§ PROBLEM DETAILS: Look through the material below. Copy every line with the string "derive" in it.

§ RECORDS:
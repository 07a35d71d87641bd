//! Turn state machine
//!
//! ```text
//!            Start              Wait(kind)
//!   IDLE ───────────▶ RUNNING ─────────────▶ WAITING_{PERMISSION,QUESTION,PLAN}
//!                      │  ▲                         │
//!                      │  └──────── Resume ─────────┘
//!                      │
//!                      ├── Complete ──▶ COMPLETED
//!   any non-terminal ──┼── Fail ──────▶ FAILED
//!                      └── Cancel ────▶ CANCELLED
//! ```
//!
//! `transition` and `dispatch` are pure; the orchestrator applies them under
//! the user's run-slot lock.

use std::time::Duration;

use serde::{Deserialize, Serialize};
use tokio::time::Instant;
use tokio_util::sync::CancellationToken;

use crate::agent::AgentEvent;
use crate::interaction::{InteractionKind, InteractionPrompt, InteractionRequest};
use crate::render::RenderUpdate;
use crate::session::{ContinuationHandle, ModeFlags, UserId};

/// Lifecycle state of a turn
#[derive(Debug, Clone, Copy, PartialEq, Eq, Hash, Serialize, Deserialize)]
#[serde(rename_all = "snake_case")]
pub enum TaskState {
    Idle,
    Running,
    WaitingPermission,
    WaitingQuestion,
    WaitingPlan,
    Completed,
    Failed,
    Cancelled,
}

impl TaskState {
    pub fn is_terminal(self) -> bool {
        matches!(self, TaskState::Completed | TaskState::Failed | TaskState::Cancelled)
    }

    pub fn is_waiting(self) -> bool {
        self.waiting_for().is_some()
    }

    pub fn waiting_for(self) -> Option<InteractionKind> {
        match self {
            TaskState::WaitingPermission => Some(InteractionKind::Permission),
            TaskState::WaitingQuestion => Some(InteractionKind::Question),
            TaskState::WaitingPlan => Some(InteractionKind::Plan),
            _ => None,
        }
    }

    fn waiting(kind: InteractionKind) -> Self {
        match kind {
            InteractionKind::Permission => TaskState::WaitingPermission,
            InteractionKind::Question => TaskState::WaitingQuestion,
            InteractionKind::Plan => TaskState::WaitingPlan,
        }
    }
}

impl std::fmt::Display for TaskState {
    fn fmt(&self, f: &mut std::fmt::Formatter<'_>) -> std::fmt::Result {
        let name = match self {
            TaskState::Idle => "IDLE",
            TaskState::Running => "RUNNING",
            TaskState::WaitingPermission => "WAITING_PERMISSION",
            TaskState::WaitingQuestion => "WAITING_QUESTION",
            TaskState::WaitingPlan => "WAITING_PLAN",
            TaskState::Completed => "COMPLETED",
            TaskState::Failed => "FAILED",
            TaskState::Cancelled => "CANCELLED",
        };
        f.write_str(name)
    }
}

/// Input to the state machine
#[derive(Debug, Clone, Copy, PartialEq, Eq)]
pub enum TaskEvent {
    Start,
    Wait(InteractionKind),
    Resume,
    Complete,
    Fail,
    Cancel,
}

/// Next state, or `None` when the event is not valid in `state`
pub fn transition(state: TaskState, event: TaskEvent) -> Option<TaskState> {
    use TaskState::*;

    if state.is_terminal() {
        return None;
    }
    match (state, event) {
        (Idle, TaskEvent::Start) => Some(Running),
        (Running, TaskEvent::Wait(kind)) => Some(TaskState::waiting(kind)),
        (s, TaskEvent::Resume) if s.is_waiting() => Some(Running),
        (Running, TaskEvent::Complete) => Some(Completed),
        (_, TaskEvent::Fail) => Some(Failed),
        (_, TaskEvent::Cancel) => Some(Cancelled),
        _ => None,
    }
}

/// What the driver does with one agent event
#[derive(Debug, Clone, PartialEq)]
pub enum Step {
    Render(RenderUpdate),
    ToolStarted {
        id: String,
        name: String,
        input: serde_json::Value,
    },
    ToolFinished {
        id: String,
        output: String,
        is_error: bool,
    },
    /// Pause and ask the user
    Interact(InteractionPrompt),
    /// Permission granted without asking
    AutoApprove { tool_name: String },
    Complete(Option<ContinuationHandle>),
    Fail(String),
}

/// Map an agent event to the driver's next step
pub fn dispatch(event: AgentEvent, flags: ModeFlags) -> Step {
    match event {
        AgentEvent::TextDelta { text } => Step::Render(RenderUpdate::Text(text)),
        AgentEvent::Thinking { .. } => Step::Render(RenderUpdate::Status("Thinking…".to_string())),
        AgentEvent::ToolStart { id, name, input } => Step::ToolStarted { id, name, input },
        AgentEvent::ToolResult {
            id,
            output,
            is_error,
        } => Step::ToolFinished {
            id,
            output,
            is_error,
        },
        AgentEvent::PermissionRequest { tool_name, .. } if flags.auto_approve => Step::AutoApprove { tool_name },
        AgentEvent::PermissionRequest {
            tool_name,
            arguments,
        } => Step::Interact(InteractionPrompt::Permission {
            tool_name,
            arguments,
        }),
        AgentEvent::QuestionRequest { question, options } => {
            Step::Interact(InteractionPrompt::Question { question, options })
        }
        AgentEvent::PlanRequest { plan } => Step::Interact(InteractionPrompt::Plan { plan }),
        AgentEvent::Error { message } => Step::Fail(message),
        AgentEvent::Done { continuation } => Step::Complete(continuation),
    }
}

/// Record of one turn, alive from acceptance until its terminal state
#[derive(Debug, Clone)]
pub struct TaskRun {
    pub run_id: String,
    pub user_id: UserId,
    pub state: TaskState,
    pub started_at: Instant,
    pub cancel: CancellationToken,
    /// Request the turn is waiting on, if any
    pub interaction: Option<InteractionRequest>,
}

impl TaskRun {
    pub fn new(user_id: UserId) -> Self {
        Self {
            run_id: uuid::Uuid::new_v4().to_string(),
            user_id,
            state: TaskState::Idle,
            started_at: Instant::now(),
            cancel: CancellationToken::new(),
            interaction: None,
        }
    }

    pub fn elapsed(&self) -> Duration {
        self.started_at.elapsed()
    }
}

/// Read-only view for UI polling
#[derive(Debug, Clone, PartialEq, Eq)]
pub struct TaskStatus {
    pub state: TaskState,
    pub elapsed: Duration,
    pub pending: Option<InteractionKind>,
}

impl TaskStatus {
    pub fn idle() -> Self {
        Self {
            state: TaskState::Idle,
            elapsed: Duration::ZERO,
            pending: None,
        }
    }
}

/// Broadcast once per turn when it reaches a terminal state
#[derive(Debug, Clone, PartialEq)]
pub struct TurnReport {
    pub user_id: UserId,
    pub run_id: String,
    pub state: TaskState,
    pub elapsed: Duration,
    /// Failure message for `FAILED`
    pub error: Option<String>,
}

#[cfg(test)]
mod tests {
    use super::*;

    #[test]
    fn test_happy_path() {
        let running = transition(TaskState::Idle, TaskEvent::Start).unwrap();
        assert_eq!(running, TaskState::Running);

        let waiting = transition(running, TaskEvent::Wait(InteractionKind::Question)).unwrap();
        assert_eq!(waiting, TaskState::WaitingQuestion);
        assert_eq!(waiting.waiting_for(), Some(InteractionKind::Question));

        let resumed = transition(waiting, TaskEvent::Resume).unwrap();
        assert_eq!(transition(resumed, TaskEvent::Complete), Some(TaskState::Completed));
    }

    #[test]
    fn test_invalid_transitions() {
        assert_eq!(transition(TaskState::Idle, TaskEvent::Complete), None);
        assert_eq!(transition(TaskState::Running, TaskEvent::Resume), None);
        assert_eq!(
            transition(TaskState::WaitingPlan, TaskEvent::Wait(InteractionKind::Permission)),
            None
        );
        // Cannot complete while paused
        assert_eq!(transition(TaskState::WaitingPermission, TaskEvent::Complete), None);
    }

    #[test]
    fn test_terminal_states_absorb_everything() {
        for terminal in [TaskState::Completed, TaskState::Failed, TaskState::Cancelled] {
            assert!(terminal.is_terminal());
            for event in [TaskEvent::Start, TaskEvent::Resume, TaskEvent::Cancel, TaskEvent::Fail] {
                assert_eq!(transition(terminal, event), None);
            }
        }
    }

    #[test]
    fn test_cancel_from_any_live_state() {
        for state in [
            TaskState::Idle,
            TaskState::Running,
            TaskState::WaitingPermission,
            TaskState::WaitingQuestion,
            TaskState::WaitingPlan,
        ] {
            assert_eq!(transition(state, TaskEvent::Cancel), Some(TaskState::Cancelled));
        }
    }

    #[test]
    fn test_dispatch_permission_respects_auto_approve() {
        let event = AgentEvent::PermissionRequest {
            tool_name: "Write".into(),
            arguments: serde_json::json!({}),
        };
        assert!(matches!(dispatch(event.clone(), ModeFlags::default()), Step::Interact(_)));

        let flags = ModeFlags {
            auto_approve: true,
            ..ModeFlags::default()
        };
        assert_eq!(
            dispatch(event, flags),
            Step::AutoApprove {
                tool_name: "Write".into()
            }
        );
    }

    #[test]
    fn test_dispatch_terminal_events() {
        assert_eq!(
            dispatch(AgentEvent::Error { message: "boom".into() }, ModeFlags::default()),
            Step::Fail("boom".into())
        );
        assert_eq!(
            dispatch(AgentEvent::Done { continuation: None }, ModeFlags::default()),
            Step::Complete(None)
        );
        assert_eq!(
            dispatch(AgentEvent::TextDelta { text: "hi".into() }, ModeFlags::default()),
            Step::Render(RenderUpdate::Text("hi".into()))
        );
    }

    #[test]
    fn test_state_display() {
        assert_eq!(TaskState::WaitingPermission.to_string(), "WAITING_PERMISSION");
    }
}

§ TASK SOLUTION:
#[derive(Debug, Clone, Copy, PartialEq, Eq, Hash, Serialize, Deserialize)]
#[derive(Debug, Clone, Copy, PartialEq, Eq)]
#[derive(Debug, Clone, PartialEq)]
#[derive(Debug, Clone)]
#[derive(Debug, Clone, PartialEq, Eq)]
#[derive(Debug, Clone, PartialEq)]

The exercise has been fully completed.